A Confederação teme que a aprovação do projeto amplie ainda mais a precarização já intensificada após a Reforma Trabalhista de 2017 (Lei 13.467/2017). Entre os pontos mais criticados pela CONTAR estão:

  • a possibilidade de contratação intermitente no campo, considerada extremamente frágil para quem vive da renda do trabalho;
  • a ausência de jornada mínima garantida e a consequente insegurança de renda;
  • a retirada de exigência de exames médicos e normas de saúde e segurança;
  • e a eliminação do contrato de curto prazo, instrumento importante para negociações justas.

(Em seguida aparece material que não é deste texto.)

//! Moving encoded requests to a node and bringing back its reply.

use crate::network::Node;
use async_trait::async_trait;
use bytes::Bytes;
use reqwest::{header::CONTENT_TYPE, StatusCode};
use std::fmt;
use thiserror::Error;

/// Service a method belongs to (first path segment on the wire).
#[derive(Clone, Copy, Debug, PartialEq, Eq, Hash)]
pub enum Service {
    Crypto,
    File,
    Consensus,
    Schedule,
}

impl Service {
    pub fn as_str(&self) -> &'static str {
        match self {
            Self::Crypto => "crypto",
            Self::File => "file",
            Self::Consensus => "consensus",
            Self::Schedule => "schedule",
        }
    }
}

/// A remote procedure exposed by every node.
#[derive(Clone, Copy, Debug, PartialEq, Eq, Hash)]
pub struct Method {
    pub service: Service,
    pub name: &'static str,
}

impl Method {
    pub const fn new(service: Service, name: &'static str) -> Self {
        Self { service, name }
    }
}

impl fmt::Display for Method {
    fn fmt(&self, f: &mut fmt::Formatter<'_>) -> fmt::Result {
        write!(f, "{}/{}", self.service.as_str(), self.name)
    }
}

#[derive(Error, Debug)]
pub enum TransportError {
    #[error("reqwest error: {0}")]
    Reqwest(#[from] reqwest::Error),
    #[error("failed: {0}")]
    Failed(StatusCode),
    #[error("URL parse error: {0}")]
    Url(#[from] url::ParseError),
    #[error("connection failed: {0}")]
    Unavailable(String),
}

impl TransportError {
    /// Whether another attempt (possibly at another node) may succeed.
    pub fn is_transient(&self) -> bool {
        match self {
            Self::Reqwest(err) => {
                // Body and decode errors are connections dropped mid-reply.
                err.is_timeout()
                    || err.is_connect()
                    || err.is_request()
                    || err.is_body()
                    || err.is_decode()
            }
            Self::Failed(status) => {
                status.is_server_error() || *status == StatusCode::TOO_MANY_REQUESTS
            }
            Self::Url(_) => false,
            Self::Unavailable(_) => true,
        }
    }
}

/// Sends one encoded request to one node.
#[async_trait]
pub trait Channel: Send + Sync {
    async fn call(&self, node: &Node, method: Method, request: Bytes)
        -> Result<Bytes, TransportError>;
}

/// [Channel] that POSTs requests to `{node address}/{service}/{method}`.
#[derive(Clone, Debug, Default)]
pub struct HttpChannel {
    client: reqwest::Client,
}

impl HttpChannel {
    pub fn new() -> Result<Self, TransportError> {
        Ok(Self {
            client: reqwest::Client::builder().build()?,
        })
    }
}

#[async_trait]
impl Channel for HttpChannel {
    async fn call(
        &self,
        node: &Node,
        method: Method,
        request: Bytes,
    ) -> Result<Bytes, TransportError> {
        let url = node.address().join(&method.to_string())?;
        let response = self
            .client
            .post(url)
            .header(CONTENT_TYPE, "application/octet-stream")
            .body(request)
            .send()
            .await?;
        let status = response.status();
        if !status.is_success() {
            return Err(TransportError::Failed(status));
        }
        Ok(response.bytes().await?)
    }
}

Apesar de se opor ao texto atual do PL, Gabriel reconhece que há espaço para diálogo. “Não somos contra ampliar o prazo de contratação, mas isso precisa ser feito com proteção ao trabalhador e responsabilidade com a dignidade no campo”, afirmou. O dirigente defendeu a ampliação do Plano Safra com linhas específicas para garantir alojamentos, transporte, refeitórios e outras condições básicas de dignidade.

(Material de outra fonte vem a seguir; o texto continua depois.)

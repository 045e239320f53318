//! Read-only requests, optionally paid for with a transfer to the answering
//! node.

use crate::{
    client::{Client, Operator},
    execute::{classify, execute, ExecutionConfig, Execute, Outcome},
    network::Node,
    transaction::DEFAULT_VALID_DURATION,
    transport::Method,
    ConfigurationError, Error, Result,
};
use bytes::Bytes;
use commonware_codec::{DecodeExt, Encode};
use meridian_types::{
    AccountAmount, AccountId, ChecksumError, LedgerId, QueryAnswer, QueryData, QueryHeader,
    QueryRequest, QueryResponse, ResponseType, SignaturePair, SignedTransaction, Status,
    TransactionBody, TransactionData, TransactionId,
};
use std::collections::HashMap;
use tracing::debug;

/// Fee offered by query payment transfers when the client sets no default.
pub const DEFAULT_PAYMENT_MAX_FEE: u64 = 100_000_000;

/// A concrete query type.
pub trait QueryPayload: Clone + Send + Sync + 'static {
    type Output: Send;

    fn method(&self) -> Method;

    /// Whether nodes must be paid to answer.
    fn is_paid(&self) -> bool;

    fn data(&self) -> QueryData;

    fn validate_checksums(&self, ledger: &LedgerId) -> std::result::Result<(), ChecksumError>;

    /// Transaction the query is about, reported in errors.
    fn transaction_id(&self) -> Option<TransactionId> {
        None
    }

    /// Precheck statuses meaning "ask the same node again later".
    fn retry_precheck(&self, _status: Status) -> bool {
        false
    }

    /// Answers that are not final yet.
    fn is_pending(&self, _answer: &QueryAnswer) -> bool {
        false
    }

    fn make_output(answer: QueryAnswer) -> Result<Self::Output>;
}

/// A query of payload type `D`.
#[derive(Clone, Debug)]
pub struct Query<D> {
    data: D,
    node_account_ids: Option<Vec<AccountId>>,
    payment_amount: Option<u64>,
    max_payment: Option<u64>,
    execution: Option<ExecutionConfig>,
}

impl<D: QueryPayload> Query<D> {
    pub fn new(data: D) -> Self {
        Self {
            data,
            node_account_ids: None,
            payment_amount: None,
            max_payment: None,
            execution: None,
        }
    }

    pub fn data(&self) -> &D {
        &self.data
    }

    pub fn set_node_account_ids(&mut self, node_account_ids: Vec<AccountId>) -> &mut Self {
        self.node_account_ids = Some(node_account_ids);
        self
    }

    /// Pay exactly this much instead of asking for the cost first.
    pub fn set_payment_amount(&mut self, amount: u64) -> &mut Self {
        self.payment_amount = Some(amount);
        self
    }

    /// Refuse to pay more than this (defaults to the client's limit).
    pub fn set_max_payment(&mut self, max: u64) -> &mut Self {
        self.max_payment = Some(max);
        self
    }

    pub fn set_execution_config(&mut self, execution: ExecutionConfig) -> &mut Self {
        self.execution = Some(execution);
        self
    }

    fn execution_config(&self, client: &Client) -> ExecutionConfig {
        self.execution
            .clone()
            .unwrap_or_else(|| client.execution_config().clone())
    }

    /// Ask a node what answering would cost.
    pub async fn get_cost(&self, client: &Client) -> Result<u64> {
        let mut request = CostRequest { query: self };
        execute(client, &mut request, &self.execution_config(client)).await
    }

    pub async fn execute(&self, client: &Client) -> Result<D::Output> {
        if client.auto_validate_checksums() {
            self.data.validate_checksums(client.ledger())?;
        }

        let payment = if self.data.is_paid() {
            Some(self.payment(client).await?)
        } else {
            None
        };
        let mut request = QueryExecution {
            query: self,
            payment,
        };
        execute(client, &mut request, &self.execution_config(client)).await
    }

    async fn payment(&self, client: &Client) -> Result<Payment> {
        let operator = client.operator().ok_or(ConfigurationError::NoOperator)?;
        let amount = match self.payment_amount {
            Some(amount) => amount,
            None => {
                let cost = self.get_cost(client).await?;
                let max = self.max_payment.unwrap_or_else(|| client.max_query_payment());
                if cost > max {
                    return Err(Error::MaxQueryPaymentExceeded { cost, max });
                }
                cost
            }
        };
        let amount = i64::try_from(amount).map_err(|_| Error::MaxQueryPaymentExceeded {
            cost: amount,
            max: i64::MAX as u64,
        })?;
        debug!(amount, method = %self.data.method(), "paying for query");
        Ok(Payment {
            operator: operator.clone(),
            transaction_id: TransactionId::generate(operator.account_id),
            amount,
            max_fee: client
                .default_max_transaction_fee()
                .unwrap_or(DEFAULT_PAYMENT_MAX_FEE),
            by_node: HashMap::new(),
        })
    }
}

/// Transfers paying for one query execution, built per node on first use.
struct Payment {
    operator: Operator,
    transaction_id: TransactionId,
    amount: i64,
    max_fee: u64,
    by_node: HashMap<AccountId, SignedTransaction>,
}

impl Payment {
    fn for_node(&mut self, node: AccountId) -> SignedTransaction {
        let Self {
            operator,
            transaction_id,
            amount,
            max_fee,
            by_node,
        } = self;
        by_node
            .entry(node)
            .or_insert_with(|| {
                let body = TransactionBody {
                    transaction_id: *transaction_id,
                    node_account_id: node,
                    max_fee: *max_fee,
                    valid_duration_secs: DEFAULT_VALID_DURATION.as_secs(),
                    memo: String::new(),
                    data: TransactionData::Transfer {
                        transfers: vec![
                            AccountAmount {
                                account_id: operator.account_id,
                                amount: -*amount,
                            },
                            AccountAmount {
                                account_id: node,
                                amount: *amount,
                            },
                        ],
                    },
                };
                let mut signed = SignedTransaction::new(&body);
                let signature = operator.signer.sign_body(&signed.body_bytes);
                signed.add_signature(SignaturePair {
                    public: operator.signer.public(),
                    signature,
                });
                signed
            })
            .clone()
    }
}

struct QueryExecution<'a, D> {
    query: &'a Query<D>,
    payment: Option<Payment>,
}

impl<D: QueryPayload> Execute for QueryExecution<'_, D> {
    type Response = QueryResponse;
    type Output = D::Output;

    fn node_account_ids(&self) -> Option<&[AccountId]> {
        self.query.node_account_ids.as_deref()
    }

    fn transaction_id(&self) -> Option<TransactionId> {
        self.query
            .data
            .transaction_id()
            .or_else(|| self.payment.as_ref().map(|payment| payment.transaction_id))
    }

    fn method(&self) -> Method {
        self.query.data.method()
    }

    fn make_request(&mut self, _client: &Client, node: &Node) -> Result<Bytes> {
        let payment = self
            .payment
            .as_mut()
            .map(|payment| payment.for_node(node.account_id()));
        let request = QueryRequest {
            header: QueryHeader {
                payment,
                response_type: ResponseType::AnswerOnly,
            },
            data: self.query.data.data(),
        };
        Ok(request.encode().freeze())
    }

    fn decode(&self, reply: Bytes) -> std::result::Result<QueryResponse, commonware_codec::Error> {
        QueryResponse::decode(reply)
    }

    fn status(response: &QueryResponse) -> Status {
        response.precheck
    }

    fn classify(&self, response: &QueryResponse, regenerate: bool) -> Outcome {
        if self.query.data.retry_precheck(response.precheck) {
            return Outcome::Pending;
        }
        match classify(response.precheck, regenerate) {
            Outcome::Accepted
                if response
                    .answer
                    .as_ref()
                    .is_some_and(|answer| self.query.data.is_pending(answer)) =>
            {
                Outcome::Pending
            }
            outcome => outcome,
        }
    }

    fn make_output(&self, response: QueryResponse, _node: AccountId) -> Result<D::Output> {
        D::make_output(response.answer.ok_or(Error::UnexpectedResponse)?)
    }
}

struct CostRequest<'a, D> {
    query: &'a Query<D>,
}

impl<D: QueryPayload> Execute for CostRequest<'_, D> {
    type Response = QueryResponse;
    type Output = u64;

    fn node_account_ids(&self) -> Option<&[AccountId]> {
        self.query.node_account_ids.as_deref()
    }

    fn transaction_id(&self) -> Option<TransactionId> {
        self.query.data.transaction_id()
    }

    fn method(&self) -> Method {
        self.query.data.method()
    }

    fn make_request(&mut self, _client: &Client, _node: &Node) -> Result<Bytes> {
        let request = QueryRequest {
            header: QueryHeader {
                payment: None,
                response_type: ResponseType::CostAnswer,
            },
            data: self.query.data.data(),
        };
        Ok(request.encode().freeze())
    }

    fn decode(&self, reply: Bytes) -> std::result::Result<QueryResponse, commonware_codec::Error> {
        QueryResponse::decode(reply)
    }

    fn status(response: &QueryResponse) -> Status {
        response.precheck
    }

    fn make_output(&self, response: QueryResponse, _node: AccountId) -> Result<u64> {
        Ok(response.cost)
    }
}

MPT aponta inconstitucionalidade e ameaça à saúde

As críticas da CONTAR foram reforçadas pelo procurador do Ministério Público do Trabalho (MPT), Rafael Mondego. Embora tenha reconhecido o mérito da proposta ao tentar facilitar contratações com registro em carteira, Mondego advertiu que o PL 761 contém dispositivos inconstitucionais e potencialmente perigosos para a integridade física e psicológica dos trabalhadores.

O procurador classificou como “equivocada” e “desnecessária” a tentativa de estender o contrato de pequeno prazo para até 120 dias por ano, lembrando que já existem mecanismos legais (como o contrato de safra) que atendem à necessidade de sazonalidade no campo, sem sacrificar direitos.

Outro ponto de forte discordância é a dispensa de exames médicos e de programas de saúde e segurança, o que, segundo Mondego, fere frontalmente o artigo 7º da Constituição Federal e convenções internacionais da OIT ratificadas pelo Brasil.

“As normas de saúde e segurança no trabalho são direitos fundamentais. Não podem ser flexibilizadas ou ignoradas sob pena de retrocesso social”, alertou o procurador. Ele destacou ainda o risco de favorecimento a fraudes trabalhistas, com jornadas camufladas, pagamentos irregulares e agravamento de condições degradantes de alojamento e alimentação no campo.

Mondego também fez um alerta severo contra a adoção de trabalho intermitente no meio rural, prática que, segundo ele, aumenta a vulnerabilidade dos trabalhadores, forçando-os a longos períodos de inatividade em fazendas, longe de casa, esperando por chamadas esporádicas de serviço.

Unidade contra a precarização

O Ministério do Trabalho e Emprego, representado por três auditores fiscais do trabalho também explanou as preocupações quantos aos retrocessos que podem ocorrer caso o projeto seja aprovado. Para eles, é imprescindível garantir normas que preservem a saúde e segurança dos trabalhadores. Na ocasião também enfatizaram a importância dos fiscais do trabalho como representantes do estado brasileiro, na promoção do trabalho decente e combate ao trabalho análogo ao de escravo.

A audiência revelou ampla preocupação entre as representações de trabalhadores e órgãos de fiscalização com os rumos do PL 761/2021. Tanto a CONTAR quanto o MPT e MTE concordam que o país precisa enfrentar os desafios da contratação no campo, mas sem retroceder em direitos e proteções históricas conquistadas com luta e organização coletiva.

“A dignidade no campo passa pelo respeito à Constituição e à vida dos trabalhadores rurais”, concluiu Gabriel.